La porte-fenêtre coulissa lentement, sans le moindre heurt. Abandonnant tout courage, je me glissais silencieusement dans la salle de bains attenante dont je verrouillai la porte.
Un pas lourd se fit bientôt entendre, il n’avait rien de commun avec la démarche d’Etienne, mon mari, qui était plutôt alerte. Cela confirma mes soupçons. On allait le tuer. Mû par un regain d’énergie, je me ressaisis, s’ils nous avaient rattrapés, nous devions fuir. Mais avant cela, nous devions nous débarrasser de cet homme de main. Le prendre par surprise et l’éliminer. Cela nous laisserait quelques heures de répit où nous pourrions de nouveau disparaître, et cette fois de manière définitive. Je regardais autour de moi si je ne trouvais pas un objet susceptible de nous tirer de ce mauvais pas. Le temps pressait, et malheureusement, mon arme était restée dans la cuisine, qui se trouvait à côté du salon. Je maudis cet oubli et en désespoir de cause, je m’armai de mon sèche-cheveux. J’entrepris d’ouvrir la porte aussi silencieusement que possible. J’étais étonnée que l’homme n’ait pas fouillé la salle de bain, il devait penser me trouver au salon en compagnie d’Etienne. Je m’y faufilai furtivement, sans croiser l’individu.

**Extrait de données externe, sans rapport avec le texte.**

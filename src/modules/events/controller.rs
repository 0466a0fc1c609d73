use axum::{
    Json,
    extract::{Path, Query, State},
};
use tracing::instrument;
use uuid::Uuid;

use crate::middleware::auth::AuthUser;
use crate::middleware::role::check_admin;
use crate::modules::auth::controller::ErrorResponse;
use crate::modules::events::model::{CreateEventDto, Event, EventFilterParams, UpdateEventDto};
use crate::modules::events::service::EventService;
use crate::state::AppState;
use crate::utils::errors::AppError;
use crate::utils::response::ApiResponse;
use crate::validator::ValidatedJson;

#[utoipa::path(
    get,
    path = "/api/calendar",
    params(EventFilterParams),
    responses(
        (status = 200, description = "List of events", body = [Event]),
        (status = 401, description = "Unauthorized", body = ErrorResponse)
    ),
    security(("bearer_auth" = [])),
    tag = "Calendar"
)]
#[instrument(skip(state, _auth_user))]
pub async fn get_events(
    State(state): State<AppState>,
    _auth_user: AuthUser,
    Query(filters): Query<EventFilterParams>,
) -> Result<Json<ApiResponse<Vec<Event>>>, AppError> {
    let events = EventService::get_events(&state.db, filters).await?;
    Ok(Json(ApiResponse::data(events)))
}

#[utoipa::path(
    get,
    path = "/api/calendar/{id}",
    params(("id" = Uuid, Path, description = "Event ID")),
    responses(
        (status = 200, description = "Event details", body = Event),
        (status = 401, description = "Unauthorized", body = ErrorResponse),
        (status = 404, description = "Event not found", body = ErrorResponse)
    ),
    security(("bearer_auth" = [])),
    tag = "Calendar"
)]
#[instrument(skip(state, _auth_user))]
pub async fn get_event(
    State(state): State<AppState>,
    _auth_user: AuthUser,
    Path(id): Path<Uuid>,
) -> Result<Json<ApiResponse<Event>>, AppError> {
    let event = EventService::get_event_by_id(&state.db, id).await?;
    Ok(Json(ApiResponse::data(event)))
}

#[utoipa::path(
    post,
    path = "/api/calendar",
    request_body = CreateEventDto,
    responses(
        (status = 200, description = "Event added successfully", body = Event),
        (status = 400, description = "Validation error", body = ErrorResponse),
        (status = 401, description = "Unauthorized", body = ErrorResponse),
        (status = 403, description = "Forbidden - admin only", body = ErrorResponse)
    ),
    security(("bearer_auth" = [])),
    tag = "Calendar"
)]
#[instrument(skip(state, auth_user, dto))]
pub async fn create_event(
    State(state): State<AppState>,
    auth_user: AuthUser,
    ValidatedJson(dto): ValidatedJson<CreateEventDto>,
) -> Result<Json<ApiResponse<Event>>, AppError> {
    check_admin(&auth_user)?;
    let created_by = auth_user.user_id()?;

    let event = EventService::create_event(&state.db, dto, created_by).await?;
    Ok(Json(ApiResponse::with_message(
        "Event added successfully",
        event,
    )))
}

#[utoipa::path(
    put,
    path = "/api/calendar/{id}",
    params(("id" = Uuid, Path, description = "Event ID")),
    request_body = UpdateEventDto,
    responses(
        (status = 200, description = "Event updated successfully", body = Event),
        (status = 400, description = "Validation error", body = ErrorResponse),
        (status = 401, description = "Unauthorized", body = ErrorResponse),
        (status = 403, description = "Forbidden - admin only", body = ErrorResponse),
        (status = 404, description = "Event not found", body = ErrorResponse)
    ),
    security(("bearer_auth" = [])),
    tag = "Calendar"
)]
#[instrument(skip(state, auth_user, dto))]
pub async fn update_event(
    State(state): State<AppState>,
    auth_user: AuthUser,
    Path(id): Path<Uuid>,
    ValidatedJson(dto): ValidatedJson<UpdateEventDto>,
) -> Result<Json<ApiResponse<Event>>, AppError> {
    check_admin(&auth_user)?;

    let event = EventService::update_event(&state.db, id, dto).await?;
    Ok(Json(ApiResponse::with_message(
        "Event updated successfully",
        event,
    )))
}

#[utoipa::path(
    delete,
    path = "/api/calendar/{id}",
    params(("id" = Uuid, Path, description = "Event ID")),
    responses(
        (status = 200, description = "Event deleted successfully"),
        (status = 401, description = "Unauthorized", body = ErrorResponse),
        (status = 403, description = "Forbidden - admin only", body = ErrorResponse),
        (status = 404, description = "Event not found", body = ErrorResponse)
    ),
    security(("bearer_auth" = [])),
    tag = "Calendar"
)]
#[instrument(skip(state, auth_user))]
pub async fn delete_event(
    State(state): State<AppState>,
    auth_user: AuthUser,
    Path(id): Path<Uuid>,
) -> Result<Json<ApiResponse<()>>, AppError> {
    check_admin(&auth_user)?;

    EventService::delete_event(&state.db, id).await?;
    Ok(Json(ApiResponse::message("Event deleted successfully")))
}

C’est là que je les vis, Etienne, assis dans son fauteuil, l’ordinateur sur les genoux, il devait être en train de rédiger son rapport quand l’intrus avait fait son apparition. Celui-ci le tenait en joue, me présentait son dos large et musclé. Je vis mon mari lui tendre un disque. C’en était trop, il n’allait tout de même pas lui voler son travail, fruit de toute une longue vie de recherche. Mon sang ne fit qu’un tour, et j’abattis mon sèche-cheveux sur sa tête avec toute la force de mes quatre-vingt-huit années d’existence. J’entendis alors un craquement nettement plus sec que celui que j’avais perçu dans ma chambre. Et l’homme s’effondra, le crâne ruisselant de sang.
Mon mari s’évanouit, il avait le cœur fragile le pauvre. Le cardiologue lui avait recommandé de se ménager, toutefois j’estimai que c’était là un cas de force majeure et je lui donnai deux vigoureuse claques pour qu’il revienne à lui. Il fallait que nous partions tout de suite, heureusement, l’âge avançant nous devenions de plus en plus prévoyants et nous avions un refuge où nous rendre. Nous allâmes chercher nos valises que nous laissions toujours prêtes pour les cas d’urgence et nous nous rendîmes au garage pour chercher la voiture.
Une mauvaise surprise nous y attendait. La voiture n’était plus là, et à sa place se tenait deux hommes armés. Je fermais les yeux. Mon sèche-cheveux ne me serait d’aucune utilité ici, et mon arme était restée dans la cuisine. Foutue mémoire, elle me jouait des tours. A côté de moi, Etienne s’écroula, le cœur sans aucun doute. Je vis l’un des deux hommes charger son arme.
Je fermai les yeux. Après tout, j’avais eu une vie bien remplie.